Una vez había perdido un bebé en el pasado, pero no desea que Michelle —su enemiga mortal— experimentara lo que ella pasó, incluso aunque Michelle fue una de las personas que causó su aborto espontáneo años atrás.
—No soy tan desalmada —murmuró Anastasia de nuevo.
Tracie podía decir que algo andaba mal con Anastasia, así que atrajo a Anastasia hacia ella y la abrazó para consolarla.
—Lo que va viene. No estuve presente cuando te maltrataron, pero creo que Michelle solo está recibiendo lo que se merece. Quizás ese niño nunca debió nacer. No puedes culparte si así es como resultan las cosas, Ana —acarició suavemente la espalda de Anastasia y esta asintió en acuerdo.
Permanecieron en esa posición un poco más antes de separarse.
El doctor salió, listo para decirles lo que ya sabían.
—¿Son familiares de la paciente? —preguntó el doctor.
Tracie y Ana se miraron.
—No. Estábamos simplemente conversando cuando de repente, ella comenzó a sangrar —respondió Tracie.

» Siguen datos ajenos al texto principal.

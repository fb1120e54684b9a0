//! Rendering tests for the profile cards.

use super::user_card::{UserCard, UserCardProps, UserCards, UserCardsProps};
use shared::{Address, Company, User};
use wasm_bindgen_test::*;
use yew::LocalServerRenderer;

wasm_bindgen_test_configure!(run_in_browser);

fn leanne() -> User {
    User {
        id: 1,
        name: "Leanne Graham".to_string(),
        username: "Bret".to_string(),
        email: "Sincere@april.biz".to_string(),
        phone: "1-770-736-8031 x56442".to_string(),
        website: "hildegard.org".to_string(),
        address: Address {
            street: "Kulas Light".to_string(),
            suite: "Apt. 556".to_string(),
            city: "Gwenborough".to_string(),
            zipcode: "92998-3874".to_string(),
        },
        company: Company {
            name: "Romaguera-Crona".to_string(),
            catch_phrase: "Multi-layered client-server neural-net".to_string(),
            bs: "harness real-time e-markets".to_string(),
        },
    }
}

#[wasm_bindgen_test]
async fn card_renders_every_field() {
    let rendered = LocalServerRenderer::<UserCard>::with_props(UserCardProps { user: leanne() })
        .render()
        .await;

    assert!(rendered.contains("Leanne Graham"));
    assert!(rendered.contains("@Bret"));
    assert!(rendered.contains("Sincere@april.biz"));
    assert!(rendered.contains("1-770-736-8031 x56442"));
    assert!(rendered.contains("href=\"http://hildegard.org\""));
    assert!(rendered.contains("target=\"_blank\""));
    assert!(rendered.contains("Kulas Light, Apt. 556, Gwenborough, 92998-3874"));
    assert!(rendered.contains("Romaguera-Crona"));
    assert!(rendered.contains("Multi-layered client-server neural-net"));
    assert!(rendered.contains("harness real-time e-markets"));
}

#[wasm_bindgen_test]
async fn grid_keeps_given_order() {
    let zed = User {
        id: 2,
        name: "Zed Smith".to_string(),
        ..User::default()
    };
    let rendered = LocalServerRenderer::<UserCards>::with_props(UserCardsProps {
        users: vec![zed, leanne()],
    })
    .render()
    .await;

    let zed_at = rendered.find("Zed Smith").unwrap();
    let leanne_at = rendered.find("Leanne Graham").unwrap();
    assert!(zed_at < leanne_at);
}

#[wasm_bindgen_test]
async fn grid_renders_nothing_for_no_users() {
    let rendered = LocalServerRenderer::<UserCards>::with_props(UserCardsProps { users: vec![] })
        .render()
        .await;

    assert!(!rendered.contains("card-body"));
}
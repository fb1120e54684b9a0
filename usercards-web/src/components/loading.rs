use yew::{Html, function_component, html};

/// Shown while the startup fetch is in flight.
#[function_component(Loading)]
pub fn loading() -> Html {
    html! {
        <div class="flex flex-col items-center justify-center min-h-[50vh] animate-fadeIn">
            <div class="bg-base-200 p-6 rounded-lg shadow-md flex flex-col items-center">
                <div class="text-xl font-medium">{"User Cards"}</div>
                <div class="mt-3 flex items-center gap-2">
                    <span class="loading loading-dots loading-md"></span>
                    <span>{"Loading users"}</span>
                </div>
            </div>
        </div>
    }
}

—Ya veo —el doctor murmuró—. Lamentablemente, la paciente tuvo un aborto espontáneo. Debería estar bien después de descansar un poco. Ya pueden ir a verla.
Ambas asintieron y el doctor se fue.
—¿No me dirás que quieres verla?
Anastasia soltó una risa suave. —No quiero hacerlo. Vámonos. Estoy segura de que su gente llegará pronto.